Les décadents de nos jours, comme ceux de toutes les époques, sont plutôt des mystiques et des tristes. En parcourant les œuvres des petits poetœ minores contemporains, j’ai plutôt recueilli une impression de tristesse et de découragement. À part quelques coups de clairon sonores donnés par les meilleurs, les vrais, les forts, on pourrait presque dire que toute la pléiade pleure ou gémit. L’un d’eux déclare :

J’ai cru voir ma tristesse
Et je l’ai vue.
Elle était nue,

Assise dans la grotte la plus silencieuse
De mes plus intérieures pensées.

Ils ont un goût prononcé pour la mélancolie et se complaisent dans une tristesse vague, une langueur un peu morbide. M. Louis Pilate de Brinn’Gaubast dit :

Glas funèbre, tinté par de joyeux grelots,
Mon affreux rire a pu s’égrener en sanglots,
Et mes sanglots crever en larmes de délices !

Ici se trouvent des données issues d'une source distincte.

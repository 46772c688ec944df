//! Test utilities for integration tests.
//!
//! Mock slide archives, router builders, a scripted capture device and
//! response helpers shared by the integration tests.

use std::collections::HashSet;
use std::sync::atomic::{AtomicUsize, Ordering};
use std::sync::Arc;
use std::time::Duration;

use async_trait::async_trait;
use axum::body::Body;
use axum::http::{Request, Response};
use axum::Router;
use bytes::Bytes;
use http_body_util::BodyExt;
use tokio::io::{AsyncReadExt, AsyncWriteExt};
use tokio::net::{TcpListener, TcpStream};
use tokio::task::JoinHandle;

use cyto_viewer::compute::rgba_len;
use cyto_viewer::device::{decode_command, Opcode, COMMAND_HEADER_LEN};
use cyto_viewer::error::ArchiveError;
use cyto_viewer::{
    create_router, AppState, BufferPool, CaptureStore, ChainedArchive, CpuBackend,
    DeviceSettings, RouterConfig, ScannerSession, SlideArchive, TileCache, TileIdentity,
    TilePipeline,
};

/// Edge of the tiles served by test routers.
pub const TEST_TILE_SIZE: u32 = 16;

// =============================================================================
// Mock Slide Archive
// =============================================================================

/// Archive holding a fixed set of slides.
///
/// Every tile is a solid colour derived from its identity, so different
/// tiles encode to different bytes. Reads are counted.
pub struct MockArchive {
    slides: HashSet<String>,
    reads: Arc<AtomicUsize>,
    max_tile_x: u32,
}

impl MockArchive {
    pub fn new() -> Self {
        Self {
            slides: HashSet::new(),
            reads: Arc::new(AtomicUsize::new(0)),
            max_tile_x: 8,
        }
    }

    pub fn with_slide(mut self, slide_id: &str) -> Self {
        self.slides.insert(slide_id.to_string());
        self
    }

    /// Shared read counter, readable after the archive moves into a router.
    pub fn read_counter(&self) -> Arc<AtomicUsize> {
        Arc::clone(&self.reads)
    }
}

#[async_trait]
impl SlideArchive for MockArchive {
    async fn read_tile(
        &self,
        identity: &TileIdentity,
        width: u32,
        height: u32,
    ) -> Result<Bytes, ArchiveError> {
        self.reads.fetch_add(1, Ordering::SeqCst);
        if !self.slides.contains(identity.slide_id.as_ref()) || identity.tile_x >= self.max_tile_x
        {
            return Err(ArchiveError::NotFound(identity.cache_key()));
        }
        let pixel = [
            (identity.tile_x * 30) as u8,
            (identity.tile_y * 30) as u8,
            (identity.focus_layer * 6) as u8,
            255,
        ];
        let pixels: Vec<u8> = pixel
            .iter()
            .copied()
            .cycle()
            .take(rgba_len(width, height))
            .collect();
        Ok(Bytes::from(pixels))
    }

    /// Answers from the slide set; not counted as a read.
    async fn has_tile(
        &self,
        identity: &TileIdentity,
        _width: u32,
        _height: u32,
    ) -> Result<bool, ArchiveError> {
        Ok(self.slides.contains(identity.slide_id.as_ref()) && identity.tile_x < self.max_tile_x)
    }
}

// =============================================================================
// Router Builders
// =============================================================================

pub type TestArchive = ChainedArchive<Arc<CaptureStore>, MockArchive>;

/// Application state over `archive` with small tiles and a small cache.
pub fn test_state(archive: MockArchive) -> AppState<TestArchive> {
    let captures = Arc::new(CaptureStore::new(2));
    let pipeline = TilePipeline::new(
        ChainedArchive::new(Arc::clone(&captures), archive),
        TileCache::with_capacity(1024 * 1024),
        BufferPool::new(4, rgba_len(TEST_TILE_SIZE, TEST_TILE_SIZE)),
        Arc::new(CpuBackend::new()),
    );
    AppState::new(pipeline, captures)
        .with_batch_workers(2)
        .with_tile_size(TEST_TILE_SIZE)
}

/// Router without auth or tracing.
pub fn build_router(archive: MockArchive) -> Router {
    create_router(
        test_state(archive),
        RouterConfig::without_auth().with_tracing(false),
    )
}

/// Router with the default slide `slide_1700000000`.
pub fn default_router() -> Router {
    build_router(MockArchive::new().with_slide(TEST_SLIDE))
}

pub const TEST_SLIDE: &str = "slide_1700000000";

/// Router whose scanner routes talk to a device at `address`.
pub fn scanner_router(address: String) -> Router {
    let settings = DeviceSettings {
        address,
        connect_timeout: Duration::from_secs(2),
        read_timeout: Duration::from_secs(2),
        ..DeviceSettings::default()
    };
    let state = test_state(MockArchive::new()).with_scanner(ScannerSession::new(settings));
    create_router(state, RouterConfig::without_auth().with_tracing(false))
}

// =============================================================================
// Request Helpers
// =============================================================================

pub fn get(uri: &str) -> Request<Body> {
    Request::builder().uri(uri).body(Body::empty()).unwrap()
}

pub fn post_json(uri: &str, body: &serde_json::Value) -> Request<Body> {
    Request::builder()
        .method("POST")
        .uri(uri)
        .header("content-type", "application/json")
        .body(Body::from(body.to_string()))
        .unwrap()
}

pub async fn body_bytes(response: Response<Body>) -> Bytes {
    response.into_body().collect().await.unwrap().to_bytes()
}

pub async fn body_json(response: Response<Body>) -> serde_json::Value {
    let body = body_bytes(response).await;
    serde_json::from_slice(&body).unwrap()
}

/// Check that the data has a RIFF/WEBP container header.
pub fn is_valid_webp(data: &[u8]) -> bool {
    data.len() >= 12 && &data[0..4] == b"RIFF" && &data[8..12] == b"WEBP"
}

/// Check that the data has JPEG SOI/EOI markers.
pub fn is_valid_jpeg(data: &[u8]) -> bool {
    data.len() >= 4
        && data[0] == 0xFF
        && data[1] == 0xD8
        && data[data.len() - 2] == 0xFF
        && data[data.len() - 1] == 0xD9
}

// =============================================================================
// Scripted Capture Device
// =============================================================================

/// Read one command frame from the device side of a connection.
pub async fn read_command(stream: &mut TcpStream) -> (Opcode, Vec<u8>) {
    let mut header = [0u8; COMMAND_HEADER_LEN];
    stream.read_exact(&mut header).await.unwrap();
    let len = u32::from_be_bytes([header[1], header[2], header[3], header[4]]) as usize;
    let mut frame = header.to_vec();
    frame.resize(COMMAND_HEADER_LEN + len, 0);
    stream
        .read_exact(&mut frame[COMMAND_HEADER_LEN..])
        .await
        .unwrap();
    let (opcode, payload) = decode_command(&frame).unwrap();
    (opcode, payload.to_vec())
}

/// Send a length-prefixed response frame.
pub async fn respond(stream: &mut TcpStream, payload: &[u8]) {
    stream
        .write_all(&(payload.len() as u32).to_be_bytes())
        .await
        .unwrap();
    stream.write_all(payload).await.unwrap();
}

/// GET_LAYERS payload describing `layers`, each `width × height`.
pub fn layer_info_payload(layers: &[u32], width: u32, height: u32) -> Vec<u8> {
    let mut payload = (layers.len() as u32).to_be_bytes().to_vec();
    for &layer in layers {
        for value in [layer, width, height, layer * 500, TEST_TILE_SIZE] {
            payload.extend_from_slice(&value.to_be_bytes());
        }
    }
    payload
}

/// One scan block: 32-byte header and uncompressed RGBA data.
pub fn layer_block(layer: u32, width: u32, height: u32) -> Vec<u8> {
    let data: Vec<u8> = [layer as u8, 0x40, 0x80, 255]
        .iter()
        .copied()
        .cycle()
        .take(rgba_len(width, height))
        .collect();
    let mut block = Vec::with_capacity(32 + data.len());
    for value in [
        layer,
        width,
        height,
        width.div_ceil(TEST_TILE_SIZE),
        height.div_ceil(TEST_TILE_SIZE),
        TEST_TILE_SIZE,
    ] {
        block.extend_from_slice(&value.to_be_bytes());
    }
    block.extend_from_slice(&[0, 0, 0, 0]);
    block.extend_from_slice(&(data.len() as u32).to_be_bytes());
    block.extend_from_slice(&data);
    block
}

/// Accept one connection, answer the session handshake and layer query,
/// then hand the stream to `script`.
pub async fn spawn_device<F, Fut>(layers: Vec<u32>, script: F) -> (String, JoinHandle<()>)
where
    F: FnOnce(TcpStream) -> Fut + Send + 'static,
    Fut: std::future::Future<Output = ()> + Send,
{
    let listener = TcpListener::bind("127.0.0.1:0").await.unwrap();
    let address = listener.local_addr().unwrap().to_string();
    let handle = tokio::spawn(async move {
        let (mut stream, _) = listener.accept().await.unwrap();
        assert_eq!(read_command(&mut stream).await.0, Opcode::Connect);
        assert_eq!(read_command(&mut stream).await.0, Opcode::GetLayers);
        respond(&mut stream, &layer_info_payload(&layers, 32, 32)).await;
        script(stream).await;
    });
    (address, handle)
}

Ils semblent frappés d’un désenchantement et d’une désespérance précoces.

M. E. Watyn déclare crûment :

Iconoclaste chimérique
Des vieilles adorations,
Jetant mon cœur aux passions,
Aux proses mon âme lyrique,
J’ai vomi mes illusions.

Écoutez cette plainte de M. Ivanhoë Rambosson :

Il pleut à larges gouttes, saintement.
Ce semble pur comme un sacrement
De baptême.

Baisers d’eau de la nuit : c’est la douceur
Très compatissante d’une sœur
Et que j’aime.

Et ce cri de M. Verhaeren :

La neige tombe indiscontinûment
Comme une lente et longue et pauvre laine,
Parmi la morne et longue et pauvre plaine,
Froide d’amour, chaude de haine.

Si cette poésie, avec ses grâces de convalescente pâlie et sa langoureuse morbidesse, a un charme quelquefois pénétrant et réel, ce n’est pourtant pas la vraie poésie, celle qui monte au cœur de tout homme en face du beau. C’est toujours de la maladie, et, par conséquent, une demi-impuissance.